Competitive annalysis instructions

Docker:

docker build -f docker/Dockerfile_oai -t ruler .

This may be probably baked into container:

cd data/synthetic/json/
python download_paulgraham_essay.py
bash download_qa_dataset.sh
cd /workspace

For nvcf usage:

export API_KEY=...

If accessing to the gated repo you need to pass HF_TOKEN

export HF_TOKEN=...

Set model url (this url will be directly used in requests) e.g.,

URL=https://integrate.api.nvidia.com/v1/chat/completions

Set model name (this name will be send as model in request body) e.g.,

MODEL="meta/llama-3.2-3b-instruct"

Set tokenizer (this will be used for tokens estimation in data generation) and optionally tokenizer type (--tokenizer_type) (if not hf) e.g.
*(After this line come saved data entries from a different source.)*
//! Graph storage API.

use core::num::NonZeroU64;
use std::collections::BTreeMap;

use crate::StoreResult;
use crate::fingerprint::compute_fingerprint;
use crate::types::{GraphId, GraphRecord};

/// In-memory store of committed graph definitions.
///
/// Rows are keyed by their 1-based id; iteration and fingerprinting follow
/// id order so the content hash is deterministic.
#[derive(Debug, Clone)]
pub struct GraphStore {
    rows: BTreeMap<u64, GraphRecord>,
    next_id: NonZeroU64,
}

impl Default for GraphStore {
    fn default() -> Self {
        Self {
            rows: BTreeMap::new(),
            next_id: NonZeroU64::MIN,
        }
    }
}

impl GraphStore {
    pub fn new() -> Self {
        Self::default()
    }

    /// Commit a fully resolved record, assigning the next row id.
    pub fn commit(&mut self, record: GraphRecord) -> GraphId {
        let id = GraphId::from(self.next_id);
        self.next_id = self.next_id.checked_add(1).unwrap_or(NonZeroU64::MAX);
        tracing::debug!(id = id.get(), name = %record.name, "graph row committed");
        self.rows.insert(id.get(), record);
        id
    }

    pub fn get(&self, id: GraphId) -> Option<&GraphRecord> {
        self.rows.get(&id.get())
    }

    pub fn len(&self) -> usize {
        self.rows.len()
    }

    pub fn is_empty(&self) -> bool {
        self.rows.is_empty()
    }

    /// Rows in id order.
    pub fn rows(&self) -> impl Iterator<Item = (GraphId, &GraphRecord)> {
        self.rows
            .iter()
            .filter_map(|(raw, record)| GraphId::new(*raw).map(|id| (id, record)))
    }

    /// Content hash of all committed rows.
    pub fn fingerprint(&self) -> StoreResult<String> {
        compute_fingerprint(self.rows())
    }
}

#[cfg(test)]
mod tests {
    use super::*;
    use sw_graph::GraphKind;

    use crate::types::StoredAxis;

    fn record(name: &str) -> GraphRecord {
        GraphRecord {
            name: name.to_string(),
            kind: GraphKind::Normal,
            width: 900,
            height: 200,
            show_legend: true,
            show_work_period: true,
            show_triggers: true,
            show_3d: false,
            percent_left: None,
            percent_right: None,
            ymin: StoredAxis::Calculated,
            ymax: StoredAxis::Calculated,
            items: Vec::new(),
        }
    }

    #[test]
    fn commit_assigns_sequential_ids() {
        let mut store = GraphStore::new();
        let id1 = store.commit(record("First"));
        let id2 = store.commit(record("Second"));
        assert_eq!(id1.get(), 1);
        assert_eq!(id2.get(), 2);
        assert_eq!(store.len(), 2);
        assert_eq!(store.get(id1).map(|r| r.name.as_str()), Some("First"));
    }

    #[test]
    fn fingerprint_changes_on_commit() {
        let mut store = GraphStore::new();
        let before = store.fingerprint().expect("hash");
        store.commit(record("First"));
        let after = store.fingerprint().expect("hash");
        assert_ne!(before, after);
    }

    #[test]
    fn equal_content_means_equal_fingerprint() {
        let mut store1 = GraphStore::new();
        let mut store2 = GraphStore::new();
        store1.commit(record("First"));
        store2.commit(record("First"));
        assert_eq!(
            store1.fingerprint().expect("hash"),
            store2.fingerprint().expect("hash")
        );
    }
}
TOKENIZER="meta-llama/Llama-3.2-3B-Instruct"

Example with NVCF

 python entrypoint.py --url $URL --tasks "niah_single_1,niah_single_2" --result_dir "nvcf-test" --model $MODEL --mode "chat" --tokenizer_path $TOKENIZER

Run all tasks (already completed tasks will be skipped as long as they are present in the result directoryand the model and max_seq_length will not change).

 python entrypoint.py --url $URL --tasks "all" --result_dir "nvcf-test" --model $MODEL --mode "chat" --tokenizer_path $TOKENIZER

This will go through 13 RULER tasks and create a summary.csv file. The average of these 13 tasks, with num_samples = 500, is what we typically report for the given max_seq_length.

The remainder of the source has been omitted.